Kenyan Household Bands Classifier

classification

prediction

MTI

Predicting the Household Economic Bands Into Which University Students Fall for Award of Financial Support from the Kenyan Government.

Author

Cornelius Tanui

Published

September 6, 2024

0.1 University Funding in Kenya

0.1.0.1 My Shallow Thoughts on MTI

When I first heard of MTI, my immediate thought was that the government of Kenya had finally embraced Artificial Intelligence on a larger scale and decided to award university students scholarships based on economic bands decided by some novel AI algorithm. Think, a combination of classification algorithms of ‘high compute, high repute’. A pleasant thought, right? No.

No because, later on, I searched for MTI online and found out that it stands for ‘means testing instrument’, and if you are deep into data, you would think ‘means’ is hereby used to denote average. See, ‘testing of means’ is not remotely uncommon, we come across it all the time in data analytics. T-test is a test of means. However, ‘means’ in the context of MTI stands for resources, or assets’, that a student has access to that could be used to fund their higher education. ‘Means’ can be a confusing word. ‘Means of transport’, ‘by all means’, etc.

As it turned out, MTI is a widely used concept in the education and social protection sectors, and I was embarrassingly waaay off in thinking that it had something to do with statistical averages.

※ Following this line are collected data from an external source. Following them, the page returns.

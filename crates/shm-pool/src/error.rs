//! Error surface for the pool crate.
//!
//! The surface is intentionally small: shape validation when a layout is
//! computed or a region is carved, allocation failures from the backing
//! memory, and the full-queue rejection from [`crate::ObjectPool::free`].
//! An empty queue is not an error; `allocate` and the iteration calls report
//! it as `None`.

use thiserror::Error;

/// Convenience result alias for fallible pool operations.
pub type PoolResult<T, E = PoolError> = Result<T, E>;

/// Errors surfaced by pool construction and mutation.
#[derive(Debug, Error)]
pub enum PoolError {
    /// `free` was called while the queue already held `max_count` entries.
    /// The pool state is unchanged.
    #[error("pool already holds {max_count} queued offsets")]
    Full { max_count: u32 },

    /// Requested entry count is zero or too large for the ring arithmetic.
    #[error("pool entry count {requested} must be in 1..={limit}")]
    InvalidCount { requested: u32, limit: u32 },

    /// Element size is zero or overflows the payload block arithmetic.
    #[error("element size {requested} cannot back a payload block")]
    InvalidElementSize { requested: u32 },

    /// A caller-supplied region does not cover the computed layout.
    #[error("region of {actual} bytes cannot hold a pool layout of {required} bytes")]
    RegionTooSmall { required: usize, actual: usize },

    /// A caller-supplied region is not aligned for the control block.
    #[error("region base must be {required}-byte aligned")]
    Misaligned { required: usize },

    /// Allocation of a backing region failed for the given size/alignment pair.
    #[error("failed to allocate backing region of {size} bytes aligned to {alignment}")]
    AllocationFailed { size: usize, alignment: usize },
}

I was waaay off in yet, yet again, in a different aspect – the students joining university in September, 2024 as first-years/freshmen had never been banded before, and therefore, there would be no training data for my imagined AI model! This is the first time banding is happening in Kenya, as regards university funding, so maybe, there will be (enough) data to train a model in 2025, so that the freshmen of 2025 will have successfully been banded by AI.

0.1.0.2 Background to MTI

Globally, MTI has been around for a while now, with the first documented use in 1930s involving provision of relief to households by governments. If a home was deemed able to support itself by the source of income it had, the the government benefits were stopped or reduced¹. MTI has since been heavily employed in the social protection to provide targeted anti-poverty benefits to households, civil legal aid to individuals², communities, and geographies. The obvious reason for preference of MTI to universal provision of support – such as universal basic income – is that MTI offers the support to targeted beneficiaries, because with the universal approach, there may be recipients who do not genuinely require it³.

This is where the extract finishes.